> **Action item**
Each line of the material, from the first through the one containing "pub const ALL: [DurationCategory;", is to be written out exactly.

─── Recorded data

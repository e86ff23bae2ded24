//! Maps continuous profile inputs onto the survey's categorical buckets.

use std::fmt;
use std::str::FromStr;

use serde::{Deserialize, Serialize};

use crate::errors::DomainError;

#[derive(Clone, Copy, Debug, PartialEq, Eq, Hash, Serialize, Deserialize)]
pub enum DurationCategory {
    #[serde(rename = "Less than 1 year")]
    LessThanOneYear,
    #[serde(rename = "1-3 years")]
    OneToThreeYears,
    #[serde(rename = "3-5 years")]
    ThreeToFiveYears,
    #[serde(rename = "More than 5 years")]
    MoreThanFiveYears,
}

#[derive(Clone, Copy, Debug, PartialEq, Eq, Hash, Serialize, Deserialize)]
pub enum ReturnCategory {
    #[serde(rename = "10%-20%")]
    TenToTwenty,
    #[serde(rename = "20%-30%")]
    TwentyToThirty,
    #[serde(rename = "30%-40%")]
    ThirtyToForty,
}

impl DurationCategory {
    pub const ALL: [DurationCategory; 4] = [
        DurationCategory::LessThanOneYear,
        DurationCategory::OneToThreeYears,
        DurationCategory::ThreeToFiveYears,
        DurationCategory::MoreThanFiveYears,
    ];

    pub fn label(self) -> &'static str {
        match self {
            DurationCategory::LessThanOneYear => "Less than 1 year",
            DurationCategory::OneToThreeYears => "1-3 years",
            DurationCategory::ThreeToFiveYears => "3-5 years",
            DurationCategory::MoreThanFiveYears => "More than 5 years",
        }
    }
}

impl ReturnCategory {
    pub const ALL: [ReturnCategory; 3] =
        [ReturnCategory::TenToTwenty, ReturnCategory::TwentyToThirty, ReturnCategory::ThirtyToForty];

    pub fn label(self) -> &'static str {
        match self {
            ReturnCategory::TenToTwenty => "10%-20%",
            ReturnCategory::TwentyToThirty => "20%-30%",
            ReturnCategory::ThirtyToForty => "30%-40%",
        }
    }
}

/// Buckets an investment horizon. Total: negative inputs land in the first
/// bucket, NaN fails every comparison and lands in the last one.
pub fn map_duration(years: f64) -> DurationCategory {
    if years < 1.0 {
        DurationCategory::LessThanOneYear
    } else if years < 3.0 {
        DurationCategory::OneToThreeYears
    } else if years < 5.0 {
        DurationCategory::ThreeToFiveYears
    } else {
        DurationCategory::MoreThanFiveYears
    }
}

/// Buckets a desired annual return percentage. Same boundary convention as
/// [`map_duration`].
pub fn map_expected_return(pct: f64) -> ReturnCategory {
    if pct < 20.0 {
        ReturnCategory::TenToTwenty
    } else if pct < 30.0 {
        ReturnCategory::TwentyToThirty
    } else {
        ReturnCategory::ThirtyToForty
    }
}

impl fmt::Display for DurationCategory {
    fn fmt(&self, f: &mut fmt::Formatter<'_>) -> fmt::Result {
        f.write_str(self.label())
    }
}

impl fmt::Display for ReturnCategory {
    fn fmt(&self, f: &mut fmt::Formatter<'_>) -> fmt::Result {
        f.write_str(self.label())
    }
}

impl FromStr for DurationCategory {
    type Err = DomainError;

    fn from_str(value: &str) -> Result<Self, Self::Err> {
        let value = value.trim();
        DurationCategory::ALL
            .into_iter()
            .find(|category| category.label() == value)
            .ok_or_else(|| DomainError::UnknownCategory(value.to_string()))
    }
}

impl FromStr for ReturnCategory {
    type Err = DomainError;

    fn from_str(value: &str) -> Result<Self, Self::Err> {
        let value = value.trim();
        ReturnCategory::ALL
            .into_iter()
            .find(|category| category.label() == value)
            .ok_or_else(|| DomainError::UnknownCategory(value.to_string()))
    }
}

#[cfg(test)]
mod tests {
    use super::*;

    #[test]
    fn duration_boundaries_are_closed_on_the_lower_end() {
        assert_eq!(map_duration(0.999), DurationCategory::LessThanOneYear);
        assert_eq!(map_duration(1.0), DurationCategory::OneToThreeYears);
        assert_eq!(map_duration(2.999), DurationCategory::OneToThreeYears);
        assert_eq!(map_duration(3.0), DurationCategory::ThreeToFiveYears);
        assert_eq!(map_duration(5.0), DurationCategory::MoreThanFiveYears);
        assert_eq!(map_duration(40.0), DurationCategory::MoreThanFiveYears);
    }

    #[test]
    fn return_boundaries_are_closed_on_the_lower_end() {
        assert_eq!(map_expected_return(19.999), ReturnCategory::TenToTwenty);
        assert_eq!(map_expected_return(20.0), ReturnCategory::TwentyToThirty);
        assert_eq!(map_expected_return(29.5), ReturnCategory::TwentyToThirty);
        assert_eq!(map_expected_return(30.0), ReturnCategory::ThirtyToForty);
        assert_eq!(map_expected_return(95.0), ReturnCategory::ThirtyToForty);
    }

    #[test]
    fn degenerate_inputs_are_bucketed_not_rejected() {
        assert_eq!(map_duration(-3.0), DurationCategory::LessThanOneYear);
        assert_eq!(map_duration(f64::NAN), DurationCategory::MoreThanFiveYears);
        assert_eq!(map_duration(f64::INFINITY), DurationCategory::MoreThanFiveYears);
        assert_eq!(map_expected_return(f64::NEG_INFINITY), ReturnCategory::TenToTwenty);
        assert_eq!(map_expected_return(f64::NAN), ReturnCategory::ThirtyToForty);
    }

    #[test]
    fn labels_round_trip_through_parsing() {
        for category in DurationCategory::ALL {
            assert_eq!(category.label().parse::<DurationCategory>(), Ok(category));
        }
        assert_eq!(" 20%-30% ".parse::<ReturnCategory>(), Ok(ReturnCategory::TwentyToThirty));
        assert!("40%-50%".parse::<ReturnCategory>().is_err());
    }
}
//! Squad Live 실시간 경기 조율 서버
//!
//! 주장 드래프트, 경기 생중계 중계, 경기 이벤트 전파를 하나의
//! WebSocket 엔드포인트로 제공한다.

pub mod config;
pub mod error;
pub mod handlers;
pub mod protocol;
pub mod records;
pub mod registry;
pub mod segments;
pub mod server;
pub mod session;
pub mod state;
pub mod turn;
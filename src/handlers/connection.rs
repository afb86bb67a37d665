//! 연결 핸들러
//!
//! 연결이 끊기면 모든 레지스트리를 훑어 그 연결이 차지하던 주장 좌석,
//! 방송자 자리, 시청자/구독 멤버십, 전역 알림 등록, 폴링 타이머를
//! 정리한다. 같은 연결에 대해 여러 번 호출해도 안전하다.

use crate::handlers::broadcast::on_broadcast_ended;
use crate::protocol::ServerMessage;
use crate::registry::{SessionKind, SessionStore};
use crate::session::{ConnId, Delivery, MatchId};
use crate::state::{AppState, PeerSession};
use std::sync::Arc;
use std::time::{Duration, Instant};
use tokio::sync::mpsc::UnboundedSender;
use uuid::Uuid;

/// 새 연결 처리
pub fn handle_connection(state: &Arc<AppState>, sender: UnboundedSender<ServerMessage>) -> ConnId {
    let conn_id = Uuid::new_v4().to_string();

    let _ = sender.send(ServerMessage::Connected {
        socket_id: conn_id.clone(),
    });
    state
        .peers
        .insert(conn_id.clone(), PeerSession::new(conn_id.clone(), sender));

    tracing::info!(conn_id = %conn_id, "New connection established");
    conn_id
}

/// 연결 해제 처리
pub fn handle_disconnect(state: &Arc<AppState>, conn_id: &str) {
    if let Some((_, mut peer)) = state.peers.remove(conn_id) {
        peer.clear_timers();
        tracing::info!(
            conn_id = %conn_id,
            connected_for_ms = peer.connected_at.elapsed().as_millis() as u64,
            "Connection closed"
        );
    }
    release_connection(state, conn_id);
}

/// 모든 레지스트리에서 연결을 제거하고 빈 세션을 삭제
pub fn release_connection(state: &Arc<AppState>, conn_id: &str) {
    let mut deliveries: Vec<Delivery> = Vec::new();

    // 1. 주장 좌석
    let mut vacant_drafts: Vec<MatchId> = Vec::new();
    state.registry.drafts.update_all(|match_id, session| {
        if let Some(notices) = session.vacate(conn_id) {
            tracing::info!(conn_id = %conn_id, match_id = %match_id, "Captain seat released");
            deliveries.extend(notices);
            if session.is_vacant() {
                vacant_drafts.push(match_id.to_string());
            }
        }
    });

    // 2. 방송자 / 시청자
    let mut touched_broadcasts: Vec<MatchId> = Vec::new();
    let mut ended: Vec<(MatchId, Option<String>)> = Vec::new();
    state.registry.broadcasts.update_all(|match_id, session| {
        let streamer = session.broadcaster_user().map(str::to_string);
        if let Some(departure) = session.drop_connection(conn_id) {
            if departure.was_broadcaster {
                tracing::info!(conn_id = %conn_id, match_id = %match_id, "Broadcaster disconnected");
                ended.push((match_id.to_string(), streamer));
            }
            deliveries.extend(departure.deliveries);
            touched_broadcasts.push(match_id.to_string());
        }
    });

    // 3. 경기 이벤트 구독
    let mut left_rooms: Vec<MatchId> = Vec::new();
    state.registry.match_rooms.update_all(|match_id, room| {
        if room.leave(conn_id) {
            left_rooms.push(match_id.to_string());
        }
    });

    // 전역 알림 방
    state.registry.global.remove(conn_id);

    // 가드를 모두 놓은 뒤 정리와 전송
    for match_id in &vacant_drafts {
        state.registry.remove_if_empty(match_id, SessionKind::Draft);
    }
    for match_id in &left_rooms {
        state.registry.remove_if_empty(match_id, SessionKind::MatchRoom);
    }
    state.deliver(deliveries);
    for (match_id, streamer) in ended {
        on_broadcast_ended(state, &match_id, streamer);
    }
    for match_id in &touched_broadcasts {
        state.registry.remove_if_empty(match_id, SessionKind::Broadcast);
    }
}

/// Heartbeat 처리. 방송자의 heartbeat 는 방송 활동으로 친다.
pub fn handle_heartbeat(state: &AppState, conn_id: &str) {
    state.registry.broadcasts.update_all(|_, session| {
        if session.is_broadcaster(conn_id) {
            session.touch();
        }
    });
    state.send_to(conn_id, ServerMessage::HeartbeatAck);
}

/// 오래 조용한 방송 정리 (`BROADCAST_IDLE_TIMEOUT_SECS` 가 0 이면 비활성)
pub fn sweep_idle_broadcasts(state: &Arc<AppState>) {
    let timeout_secs = state.config.broadcast.idle_timeout_secs;
    if timeout_secs == 0 {
        return;
    }
    let timeout = Duration::from_secs(timeout_secs);
    let now = Instant::now();

    let mut deliveries = Vec::new();
    let mut expired: Vec<(MatchId, Option<String>)> = Vec::new();
    state.registry.broadcasts.update_all(|match_id, session| {
        let idle = session.idle_for(now);
        if session.broadcaster().is_some() && idle > timeout {
            let streamer = session.broadcaster_user().map(str::to_string);
            tracing::info!(
                match_id = %match_id,
                idle_secs = idle.as_secs(),
                "Expired idle broadcast"
            );
            deliveries.extend(session.expire());
            expired.push((match_id.to_string(), streamer));
        }
    });

    state.deliver(deliveries);
    for (match_id, streamer) in &expired {
        on_broadcast_ended(state, match_id, streamer.clone());
        state
            .registry
            .remove_if_empty(match_id, SessionKind::Broadcast);
    }

    if !expired.is_empty() {
        tracing::info!(expired = expired.len(), "Idle sweep completed");
    }
}
#[cfg(test)]
mod tests {
    use super::*;
    use rand::rngs::mock::StepRng;

    fn heads() -> StepRng {
        StepRng::new(0, 0)
    }

    fn tails() -> StepRng {
        StepRng::new(u64::MAX, 0)
    }

    fn ready_session() -> DraftSession {
        let mut session = DraftSession::new("m1");
        session.claim("c1", Some("alice@club".into())).unwrap();
        session.claim("c2", Some("bob@club".into())).unwrap();
        session
    }

    fn recipients(deliveries: &[Delivery]) -> Vec<&str> {
        deliveries.iter().map(|d| d.to.as_str()).collect()
    }

    #[test]
    fn draft_walkthrough() {
        let mut session = DraftSession::new("m1");

        let first = session.claim("c1", None).unwrap();
        assert_eq!(first.role, Side::A);
        assert_eq!(session.phase(), DraftPhase::AwaitingCaptains);

        let second = session.claim("c2", None).unwrap();
        assert_eq!(second.role, Side::B);
        assert_eq!(session.phase(), DraftPhase::TossPending);
        let ready: Vec<_> = second
            .deliveries
            .iter()
            .filter(|d| matches!(d.message, ServerMessage::BothCaptainsReady { .. }))
            .map(|d| d.to.as_str())
            .collect();
        assert_eq!(ready, vec!["c1", "c2"]);

        let toss = session.toss("c1", &mut heads()).unwrap();
        assert_eq!(recipients(&toss), vec!["c1", "c2"]);
        assert!(toss.iter().all(|d| matches!(
            d.message,
            ServerMessage::TossResult { winner: Side::A, .. }
        )));
        assert_eq!(session.phase(), DraftPhase::Picking);
        assert_eq!(session.current_turn(), Side::A);

        session.pick("c1", "p7", Side::A, Side::A).unwrap();
        assert_eq!(session.team(Side::A), ["p7".to_string()]);
        assert_eq!(session.current_turn(), Side::B);

        let picked = session.pick("c2", "p3", Side::B, Side::B).unwrap();
        assert!(picked.iter().all(|d| matches!(
            d.message,
            ServerMessage::PlayerSelected { next_turn: Side::A, .. }
        )));
        assert_eq!(session.team(Side::B), ["p3".to_string()]);
        assert_eq!(session.current_turn(), Side::A);

        assert_eq!(session.claim("c3", None).unwrap_err(), DraftError::SeatsFull);
    }

    #[test]
    fn tails_hands_first_pick_to_b() {
        let mut session = ready_session();
        session.toss("c1", &mut tails()).unwrap();
        assert_eq!(session.current_turn(), Side::B);
    }

    #[test]
    fn reclaim_keeps_existing_seat() {
        let mut session = DraftSession::new("m1");
        session.claim("c1", None).unwrap();
        let again = session.claim("c1", None).unwrap();
        assert_eq!(again.role, Side::A);
        assert!(session.captain(Side::B).is_none());
        assert_eq!(session.phase(), DraftPhase::AwaitingCaptains);
    }

    #[test]
    fn only_captain_a_tosses_once() {
        let mut session = ready_session();
        assert_eq!(session.toss("c2", &mut heads()), Err(DraftError::TossReserved));
        assert_eq!(session.toss("c9", &mut heads()), Err(DraftError::NotACaptain));
        assert_eq!(session.phase(), DraftPhase::TossPending);

        session.toss("c1", &mut heads()).unwrap();
        assert!(matches!(
            session.toss("c1", &mut tails()),
            Err(DraftError::WrongPhase(_))
        ));
        assert_eq!(session.current_turn(), Side::A);
    }

    #[test]
    fn out_of_turn_pick_changes_nothing() {
        let mut session = ready_session();
        session.toss("c1", &mut heads()).unwrap();

        assert_eq!(
            session.pick("c2", "p1", Side::B, Side::B),
            Err(DraftError::NotYourTurn)
        );
        assert_eq!(
            session.pick("c2", "p1", Side::A, Side::A),
            Err(DraftError::RoleMismatch)
        );
        assert_eq!(session.current_turn(), Side::A);
        assert!(session.team(Side::A).is_empty());
        assert!(session.team(Side::B).is_empty());
    }

    #[test]
    fn pick_before_toss_is_dropped() {
        let mut session = ready_session();
        assert!(matches!(
            session.pick("c1", "p1", Side::A, Side::A),
            Err(DraftError::WrongPhase(_))
        ));
    }

    #[test]
    fn duplicate_pick_is_rejected_without_pool() {
        let mut session = ready_session();
        session.toss("c1", &mut heads()).unwrap();
        session.pick("c1", "p1", Side::A, Side::A).unwrap();
        assert_eq!(
            session.pick("c2", "p1", Side::B, Side::B),
            Err(DraftError::AlreadyPicked("p1".into()))
        );
        assert_eq!(session.current_turn(), Side::B);
    }

    #[test]
    fn tracked_pool_completes_the_draft() {
        let mut session = ready_session();
        assert!(session.seed_pool(vec!["p1".into(), "p2".into(), "p1".into()]));
        assert!(!session.seed_pool(vec!["p9".into()]));
        session.toss("c1", &mut heads()).unwrap();

        assert_eq!(
            session.pick("c1", "p9", Side::A, Side::A),
            Err(DraftError::UnknownPlayer("p9".into()))
        );
        session.pick("c1", "p1", Side::A, Side::A).unwrap();
        let last = session.pick("c2", "p2", Side::B, Side::B).unwrap();

        assert_eq!(session.phase(), DraftPhase::Completed);
        assert_eq!(session.remaining_pool(), Some(&[][..]));
        let completed = last
            .iter()
            .filter(|d| matches!(d.message, ServerMessage::SelectionCompleted { .. }))
            .count();
        assert_eq!(completed, 2);
        assert!(matches!(
            session.pick("c1", "p3", Side::A, Side::A),
            Err(DraftError::WrongPhase(_))
        ));
    }

    #[test]
    fn chat_reaches_only_the_other_captain() {
        let mut session = ready_session();
        let out = session.chat("c1", None, "  you pick first  ", 42).unwrap();
        assert_eq!(recipients(&out), vec!["c2"]);
        match &out[0].message {
            ServerMessage::CaptainMessage { sender, text, .. } => {
                assert_eq!(sender, "alice@club");
                assert_eq!(text, "you pick first");
            }
            other => panic!("unexpected message: {other:?}"),
        }
        assert_eq!(session.chat("c3", None, "hi", 43), Err(DraftError::NotACaptain));
        assert_eq!(session.chat("c2", None, "   ", 44), Err(DraftError::EmptyMessage));
    }

    #[test]
    fn vacate_is_idempotent_and_reopens_toss() {
        let mut session = ready_session();
        let notices = session.vacate("c2").unwrap();
        assert_eq!(recipients(&notices), vec!["c1"]);
        assert_eq!(session.phase(), DraftPhase::AwaitingCaptains);
        assert!(session.vacate("c2").is_none());
        assert!(!session.is_vacant());

        session.vacate("c1").unwrap();
        assert!(session.is_vacant());
    }

    #[test]
    fn replacement_captain_gets_snapshot_mid_draft() {
        let mut session = ready_session();
        session.toss("c1", &mut heads()).unwrap();
        session.pick("c1", "p1", Side::A, Side::A).unwrap();
        session.vacate("c2");
        assert_eq!(session.phase(), DraftPhase::Picking);

        let claim = session.claim("c4", None).unwrap();
        assert_eq!(claim.role, Side::B);
        assert!(claim.deliveries.iter().any(|d| d.to == "c4"
            && matches!(d.message, ServerMessage::DraftSnapshot { current_turn: Side::B, .. })));
        session.pick("c4", "p2", Side::B, Side::B).unwrap();
    }

    #[test]
    fn snapshot_carries_chat_history() {
        let mut session = ready_session();
        session.chat("c1", None, "you pick first", 42).unwrap();
        session.toss("c1", &mut heads()).unwrap();
        session.vacate("c2");

        let claim = session.claim("c4", None).unwrap();
        let chat = claim.deliveries.iter().find_map(|d| match &d.message {
            ServerMessage::DraftSnapshot { chat, .. } if d.to == "c4" => Some(chat.clone()),
            _ => None,
        });
        assert_eq!(
            chat,
            Some(vec![ChatEntry {
                sender: "alice@club".into(),
                text: "you pick first".into(),
                timestamp: 42,
            }])
        );
    }
}
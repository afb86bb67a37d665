//! 와이어 프로토콜

pub mod messages;

pub use messages::*;
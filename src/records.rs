//! 경기 기록 저장소 (외부 협력자)
//!
//! 코어는 경기 기록을 소유하지 않는다. 스트리밍 여부, 골, 종료, 평점,
//! 확정된 팀 명단을 이 인터페이스로 넘기고, 기본 구현은 메모리에 둔다.

use crate::error::RecordError;
use crate::protocol::{PlayerRating, Score, Side};
use crate::session::unix_millis;
use dashmap::DashMap;
use serde::Serialize;

#[derive(Debug, Clone, Default, PartialEq, Eq, Serialize)]
pub struct TeamRecord {
    pub name: String,
    pub players: Vec<String>,
    pub score: u32,
}

#[derive(Debug, Clone, PartialEq, Eq, Serialize)]
pub struct GoalEntry {
    pub team: Side,
    pub scorer: String,
    pub minute: u32,
    pub timestamp: u64,
}

#[derive(Debug, Clone, PartialEq, Eq, Serialize)]
pub struct RatingEntry {
    pub player: String,
    pub rating: u8,
    pub rated_by: String,
    pub rated_at: u64,
}

/// 경기 기록
#[derive(Debug, Clone, PartialEq, Eq, Serialize)]
pub struct MatchRecord {
    pub id: String,
    pub team_a: TeamRecord,
    pub team_b: TeamRecord,
    pub goals: Vec<GoalEntry>,
    pub is_streaming: bool,
    pub streaming_user: Option<String>,
    pub ended: bool,
    pub ratings: Vec<RatingEntry>,
}

impl MatchRecord {
    pub fn new(id: impl Into<String>) -> Self {
        Self {
            id: id.into(),
            team_a: TeamRecord {
                name: "Team Alpha".to_string(),
                ..TeamRecord::default()
            },
            team_b: TeamRecord {
                name: "Team Beta".to_string(),
                ..TeamRecord::default()
            },
            goals: Vec::new(),
            is_streaming: false,
            streaming_user: None,
            ended: false,
            ratings: Vec::new(),
        }
    }

    pub fn score(&self) -> Score {
        Score {
            team_a: self.team_a.score,
            team_b: self.team_b.score,
        }
    }
}

/// 경기 기록 읽기/갱신 인터페이스
pub trait MatchRecords: Send + Sync {
    fn fetch(&self, match_id: &str) -> Option<MatchRecord>;

    fn set_streaming(
        &self,
        match_id: &str,
        streaming: bool,
        streamer: Option<&str>,
    ) -> Result<(), RecordError>;

    /// 골 기록 후 갱신된 스코어 반환
    fn record_goal(
        &self,
        match_id: &str,
        team: Side,
        scorer: &str,
        minute: u32,
    ) -> Result<Score, RecordError>;

    fn mark_ended(&self, match_id: &str) -> Result<(), RecordError>;

    /// 평점 일괄 저장. 저장된 개수 반환.
    fn save_ratings(
        &self,
        match_id: &str,
        rater: &str,
        ratings: &[PlayerRating],
    ) -> Result<usize, RecordError>;

    fn save_teams(
        &self,
        match_id: &str,
        team_a: &[String],
        team_b: &[String],
    ) -> Result<(), RecordError>;
}

/// 메모리 기반 경기 기록 (단일 프로세스용)
#[derive(Default)]
pub struct InMemoryMatchRecords {
    records: DashMap<String, MatchRecord>,
}

impl InMemoryMatchRecords {
    pub fn new() -> Self {
        Self::default()
    }

    fn update<T>(&self, match_id: &str, f: impl FnOnce(&mut MatchRecord) -> T) -> T {
        let mut record = self
            .records
            .entry(match_id.to_string())
            .or_insert_with(|| MatchRecord::new(match_id));
        f(record.value_mut())
    }
}

impl MatchRecords for InMemoryMatchRecords {
    fn fetch(&self, match_id: &str) -> Option<MatchRecord> {
        self.records.get(match_id).map(|r| r.value().clone())
    }

    fn set_streaming(
        &self,
        match_id: &str,
        streaming: bool,
        streamer: Option<&str>,
    ) -> Result<(), RecordError> {
        self.update(match_id, |record| {
            record.is_streaming = streaming;
            record.streaming_user = if streaming {
                streamer.map(str::to_string)
            } else {
                None
            };
        });
        Ok(())
    }

    fn record_goal(
        &self,
        match_id: &str,
        team: Side,
        scorer: &str,
        minute: u32,
    ) -> Result<Score, RecordError> {
        Ok(self.update(match_id, |record| {
            record.goals.push(GoalEntry {
                team,
                scorer: scorer.to_string(),
                minute,
                timestamp: unix_millis(),
            });
            match team {
                Side::A => record.team_a.score += 1,
                Side::B => record.team_b.score += 1,
            }
            record.score()
        }))
    }

    fn mark_ended(&self, match_id: &str) -> Result<(), RecordError> {
        self.update(match_id, |record| record.ended = true);
        Ok(())
    }

    fn save_ratings(
        &self,
        match_id: &str,
        rater: &str,
        ratings: &[PlayerRating],
    ) -> Result<usize, RecordError> {
        if let Some(bad) = ratings.iter().find(|r| !(1..=5).contains(&r.rating)) {
            return Err(RecordError::InvalidRating(bad.rating));
        }
        let rated_at = unix_millis();
        self.update(match_id, |record| {
            record.ratings.extend(ratings.iter().map(|r| RatingEntry {
                player: r.player.clone(),
                rating: r.rating,
                rated_by: rater.to_string(),
                rated_at,
            }));
        });
        Ok(ratings.len())
    }

    fn save_teams(
        &self,
        match_id: &str,
        team_a: &[String],
        team_b: &[String],
    ) -> Result<(), RecordError> {
        self.update(match_id, |record| {
            record.team_a.players = team_a.to_vec();
            record.team_b.players = team_b.to_vec();
        });
        Ok(())
    }
}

──────

> **Solution to the exercise**
repository e86ff23bae2ded24
//! Maps continuous profile inputs onto the survey's categorical buckets.

use std::fmt;
use std::str::FromStr;

use serde::{Deserialize, Serialize};

use crate::errors::DomainError;

#[derive(Clone, Copy, Debug, PartialEq, Eq, Hash, Serialize, Deserialize)]
pub enum DurationCategory {
    #[serde(rename = "Less than 1 year")]
    LessThanOneYear,
    #[serde(rename = "1-3 years")]
    OneToThreeYears,
    #[serde(rename = "3-5 years")]
    ThreeToFiveYears,
    #[serde(rename = "More than 5 years")]
    MoreThanFiveYears,
}

#[derive(Clone, Copy, Debug, PartialEq, Eq, Hash, Serialize, Deserialize)]
pub enum ReturnCategory {
    #[serde(rename = "10%-20%")]
    TenToTwenty,
    #[serde(rename = "20%-30%")]
    TwentyToThirty,
    #[serde(rename = "30%-40%")]
    ThirtyToForty,
}

impl DurationCategory {
    pub const ALL: [DurationCategory; 4] = [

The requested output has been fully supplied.